Quant à l’audio, seule une piste originale encodée en DTS-HD Master 2.0 est incluse. À noter que les sous-titres français sont imposés. Ce n’est pas un problème en soi, même si l’on apprécie que le spectateur ait le choix des options de visionnage. L’audio est correct, sans distorsion, mais aurait gagné à être un peu plus puissante pour que le public n’ait pas à augmenter le son. Les voix sont claires et intelligibles. Il est difficile d’en demander plus étant donné l’âge et le style de l’œuvre.
Test Bonus
Wild Side a soigné son édition ! Déjà mise en avant par son artwork original et de bon goût, les suppléments offerts sont tous dignes d’intérêt. Les passionnées regretteront cependant l’absence du commentaire audio du spécialiste du film noir Eddie Muller, ainsi que la piste isolée des musiques du film. Ces deux bonus sont disponibles sur le Blu-ray américain.
- Film-annonce (1:45 min) : en version originale non-restaurée sous-titrée.

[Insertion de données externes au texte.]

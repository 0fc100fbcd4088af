//! Error types of the OTP flow.
//!
//! Locally generated errors carry bilingual messages in the form
//! `"English | Indonesian"`; [`OtpError::user_message`] picks one side.
//! Messages that came from the backend are passed through untouched.

mod types;

pub use types::{extract_message, ApiFailure, ResendRefusal};

use ep_shared::Language;
use thiserror::Error;

/// Errors surfaced by the verification flow
///
/// None of these are fatal: after any of them the flow stays interactable.
#[derive(Error, Debug, Clone, PartialEq, Eq)]
pub enum OtpError {
    #[error("Please enter all 6 digits of the code | Masukkan 6 digit kode OTP")]
    IncompleteCode { filled: usize },

    #[error(transparent)]
    ResendRefused(#[from] ResendRefusal),

    #[error("A resend is already in progress | Pengiriman ulang kode sedang diproses")]
    ResendInFlight,

    #[error("Verification is already in progress | Verifikasi sedang diproses")]
    VerifyInFlight,

    #[error("The code has already been verified | Kode sudah berhasil diverifikasi")]
    AlreadyVerified,

    #[error("Verification has already started | Verifikasi sudah dimulai")]
    AlreadyStarted,

    #[error("Verification has not started yet | Verifikasi belum dimulai")]
    NotStarted,

    #[error("This verification session has ended | Sesi verifikasi telah berakhir")]
    FlowClosed,

    #[error("Session not found. Please log in again | Sesi tidak ditemukan. Silakan masuk kembali")]
    MissingSession,

    #[error("Unable to reach the server. Check your connection and try again | Tidak dapat terhubung ke server. Periksa koneksi Anda dan coba lagi")]
    Transport { detail: String },

    /// Failure message written by the backend
    #[error("{message}")]
    Server { status: Option<u16>, message: String },

    /// Failure without a usable server message, or a malformed response
    #[error("Something went wrong. Please try again | Terjadi kesalahan. Silakan coba lagi")]
    Unexpected { detail: String },
}

pub type OtpResult<T> = Result<T, OtpError>;

impl OtpError {
    /// Stable code for programmatic handling
    pub fn error_code(&self) -> &'static str {
        match self {
            OtpError::IncompleteCode { .. } => "INCOMPLETE_CODE",
            OtpError::ResendRefused(ResendRefusal::CoolingDown { .. }) => "RESEND_COOLING_DOWN",
            OtpError::ResendRefused(ResendRefusal::Exhausted) => "RESEND_EXHAUSTED",
            OtpError::ResendInFlight => "RESEND_IN_FLIGHT",
            OtpError::VerifyInFlight => "VERIFY_IN_FLIGHT",
            OtpError::AlreadyVerified => "ALREADY_VERIFIED",
            OtpError::AlreadyStarted => "ALREADY_STARTED",
            OtpError::NotStarted => "NOT_STARTED",
            OtpError::FlowClosed => "FLOW_CLOSED",
            OtpError::MissingSession => "MISSING_SESSION",
            OtpError::Transport { .. } => "TRANSPORT_ERROR",
            OtpError::Server { .. } => "SERVER_REJECTED",
            OtpError::Unexpected { .. } => "UNEXPECTED_RESPONSE",
        }
    }

    /// Message to show the user in `language`
    pub fn user_message(&self, language: Language) -> String {
        match self {
            OtpError::Server { message, .. } => message.clone(),
            other => extract_message(&other.to_string(), language),
        }
    }
}

impl From<ApiFailure> for OtpError {
    fn from(failure: ApiFailure) -> Self {
        match failure {
            ApiFailure::Transport(detail) => OtpError::Transport { detail },
            ApiFailure::Rejected {
                status,
                message: Some(message),
            } if !message.trim().is_empty() => OtpError::Server {
                status: Some(status),
                message,
            },
            ApiFailure::Rejected { status, .. } => OtpError::Unexpected {
                detail: format!("request rejected with status {}", status),
            },
            ApiFailure::Malformed(detail) => OtpError::Unexpected { detail },
        }
    }
}

#[cfg(test)]
mod tests {
    use super::*;

    #[test]
    fn test_local_errors_are_bilingual() {
        let error = OtpError::IncompleteCode { filled: 4 };
        assert_eq!(
            error.user_message(Language::English),
            "Please enter all 6 digits of the code"
        );
        assert_eq!(error.user_message(Language::Indonesian), "Masukkan 6 digit kode OTP");
    }

    #[test]
    fn test_server_message_passes_through() {
        let error = OtpError::from(ApiFailure::Rejected {
            status: 422,
            message: Some("Kode OTP tidak valid".to_string()),
        });
        assert_eq!(error.user_message(Language::English), "Kode OTP tidak valid");
        assert_eq!(error.error_code(), "SERVER_REJECTED");
    }

    #[test]
    fn test_rejection_without_message_falls_back() {
        let error = OtpError::from(ApiFailure::Rejected {
            status: 500,
            message: Some("  ".to_string()),
        });
        assert!(matches!(error, OtpError::Unexpected { .. }));
        assert_eq!(
            error.user_message(Language::Indonesian),
            "Terjadi kesalahan. Silakan coba lagi"
        );
    }

    #[test]
    fn test_transport_and_malformed_mapping() {
        let transport = OtpError::from(ApiFailure::Transport("connection refused".to_string()));
        assert_eq!(transport.error_code(), "TRANSPORT_ERROR");
        assert!(transport
            .user_message(Language::English)
            .starts_with("Unable to reach the server"));

        let malformed =
            OtpError::from(ApiFailure::Malformed("missing field `message`".to_string()));
        assert_eq!(malformed.error_code(), "UNEXPECTED_RESPONSE");
    }

    #[test]
    fn test_resend_refusal_codes() {
        let cooling: OtpError = ResendRefusal::CoolingDown { seconds_left: 12 }.into();
        assert_eq!(cooling.error_code(), "RESEND_COOLING_DOWN");
        assert_eq!(
            cooling.user_message(Language::English),
            "Please wait 12 seconds before requesting a new code"
        );

        let exhausted: OtpError = ResendRefusal::Exhausted.into();
        assert_eq!(exhausted.error_code(), "RESEND_EXHAUSTED");
    }
}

- Gene Tierney, une star oubliée (52:09 min) : documentaire produit en 2016 par Wichita Films & OCS, et réalisé par Julia et Clara Kuperberg. Les intervenants sont nombreux : Martin Scorsese (Le Loup de Wall Street), Molly Haskell (critique de cinéma), Joseph McBride (historien du cinéma), et plusieurs petits-enfants de l’actrice dont Alexandre Cassini Belmont et Delphina Del Pozo. Le moyen métrage est narré par l’interprète Barbara Weber Scaff, qui conte les mémoires de Tierney. Pendant près d’une heure, la vie personnelle et professionnelle de cette dernière sont mises sous le feu des projecteurs. Les anecdotes pleuvent. Nous apprenons notamment qu’elle fut repérée lors d’une visite d’un studio, qu’elle était l’une des « Fox Girls », et que sa réaction face au visionnage de son premier film fut… Qu’elle détestât sa voix ! Mais Hollywood n’est pas tendre avec la femme qui travaille avec des réalisateurs qualifiés de « tyrans ». Les interviewés reviennent également sur la dépression de l’interprète de Morgan, sa première grossesse difficile, et sa relation avec le futur président des États-Unis : John Fitzgerald Kennedy. Le supplément se finit sur une note positive, présentant une personne heureuse et accomplie. De multiples extraits d’archives (bouts d’essais, vidéos privées…) et de films tirés de son curriculum vitae viennent ponctuer le documentaire.
- Otto Preminger, cinéaste par Peter Bogdanovich (33:24 min) : ce supplément est présenté par l’acteur, critique et réalisateur américain qui commente la filmographie de Preminger. Parmi les films mentionnés : le « branché et très raffiné » Laura (1944) et Mark Dixon avec ses scènes tournées sans coupure. L’esprit pionnier du réalisateur est un des traits sur lequel Peter Bogdanovich (Broadway Therapy) se focalise avec attention. En effet, il a été le premier cinéaste réputé à utiliser le format cinémascope pour le tournage de Rivière sans retour avec Marilyn Monroe. Il a aussi « brisé la liste noire d’Hollywood » en travaillant avec un scénariste déprécié sur Exodus (1960). Connu pour aborder des problèmes sociaux, économiques, religieux et politiques à travers ses créations, Preminger se différencie de ses contemporains. Bogdanovich conclut en partageant une énième anecdote : à savoir que l’homme aurait aimé réaliser Question ouverte, film portant sur l’affaire Rosenberg. L’entretien a été mené en 2006, mais sa présentation a été remaniée en 2017 par Fiction Factory. Plusieurs extraits et affiches viennent illustrer ce documentaire.
- Livret (60 pages) : mis en page dans une présentation semblable à celle du coffret, son texte est écrit par Frédéric Albert Lévy. L’auteur revient entre autres sur les divergences artistiques rencontrées par Otto Preminger et Darryl Zanuck de Fox, sur les remaniements du scénario, et sur les critiques concernant Mark Dixon, détective. Quantité de photos, parfois rares, viennent enrichir ces dizaines de pages.